The most star-studded game in world football will be missing one of its brightest lights at 6pm on Saturday as Real Madrid host Barcelona at the Santiago Bernabéu without the injured Gareth Bale.
It took the Welshman the best part of the three goes at the Clásico to make an impact, but he eventually did so in stunning style with an incredible solo run and finish to win Real their 19th Copa del Rey back in April.
Ajax coach Frank de Boer echoed the thoughts of many when he replied "Bale's absence is a shame for football" when asked for his view on the game after his side had been beaten by Barcelona on Tuesday.
However, as Madrid showed in dismantling Liverpool at Anfield 24 hours later without Bale, Sergio Ramos and Dani Carvajal, they have the depth in quality to cope even without world-class players.
Moreover, Real boss Carlo Ancelotti will be left with more than just memories of Bale's goal from the Copa del Rey final. Prior to that meeting at Valencia's Mestalla stadium, the Italian had gone nearly 10 years and seven games against the Catalans with three different clubs without tasting victory.
That night without the injured Cristiano Ronaldo, Ancelotti switched to a 4-4-2 formation from the 4-3-3 he has used for the majority of his time in charge at Madrid thanks to having the luxury of Ronaldo, Bale and Karim Benzema in attack.
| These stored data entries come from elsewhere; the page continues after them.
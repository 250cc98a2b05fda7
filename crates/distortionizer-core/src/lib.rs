//! Core geometry for `distortionizer`.
//!
//! This crate contains the pure parts of stereo HMD lens calibration:
//! - linear algebra type aliases (`Real`, `Pt2`, `Mat3`, ...),
//! - the eye / color channel / polynomial term selectors,
//! - the per-eye, per-channel radial coefficient bank and affine intrinsics,
//! - [`DistortionModel`], the stateless point transform used while rendering,
//! - test-pattern geometry (grid, circles, crosshairs) fed through the model.
//!
//! Point pipeline for one vertex:
//! `corrected = cull(cop + radial(|affine(p) - cop|) * (affine(p) - cop))`
//!
//! The affine stage only runs for [`TransformMode::LinearFull`] and
//! [`TransformMode::AspectOnly`].

/// Linear algebra type aliases and helpers.
mod math;
/// Selectors, coefficient bank, intrinsics and the distortion model.
mod models;
/// Test-pattern geometry corrected through a [`DistortionModel`].
pub mod pattern;

pub use math::*;
pub use models::*;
Even with the famed "BBC", as they have become known in the Spanish press, Madrid were no match for Barça in their two league meetings last season. Barça's numerical advantage in midfield allowed them to dictate the tempo and cut the supply line to Madrid's front three.
At the Mestalla, even without World Player of the Year in Ronaldo, the introduction of Isco as an extra midfielder added the balance that Ancelotti craved.
"If Bale plays or doesn't play, it will change their way of playing a little, but not ours," Barça midfielder Andrés Iniesta said on Thursday.
"Madrid want to hit us on the counter-attack, whereas we want the ball because that minimises the danger."
However, with four gifted ball players in James Rodríguez, Luka Modric, Toni Kroos and Isco in midfield, Madrid may be able to turn the tables and use a greater share of possession to minimise the threat of Barcelona's star South American trio of Lionel Messi, Neymar and, possibly, Luis Suárez, who is now available after being banned from football for biting an opponent at last summer’s World Cup.
Just like last season it has taken Madrid some time to find the right blend after another busy summer in the transfer market before hitting their stride.
Following their defeat to Barcelona last October, the European champions embarked upon a 31-game unbeaten run before Barça visited the Bernabéu in March.
Similarly early league defeats to Real Sociedad and reigning Liga champions Atlético Madrid have left Ancelotti's men with a lot of catching up to do on Luis Enrique's rejuvenated Barcelona this season. But the win over Liverpool was their eighth straight in all competitions.
That run has included 35 goals, but crucially Madrid's previously leaky defence has also shored up, conceding just once in their last five games.
"We are in good form and showing how strong we are," said captain Iker Casillas.
"Despite the injuries, those that have come in are doing well. That is how we must continue. We need to win, win and win again."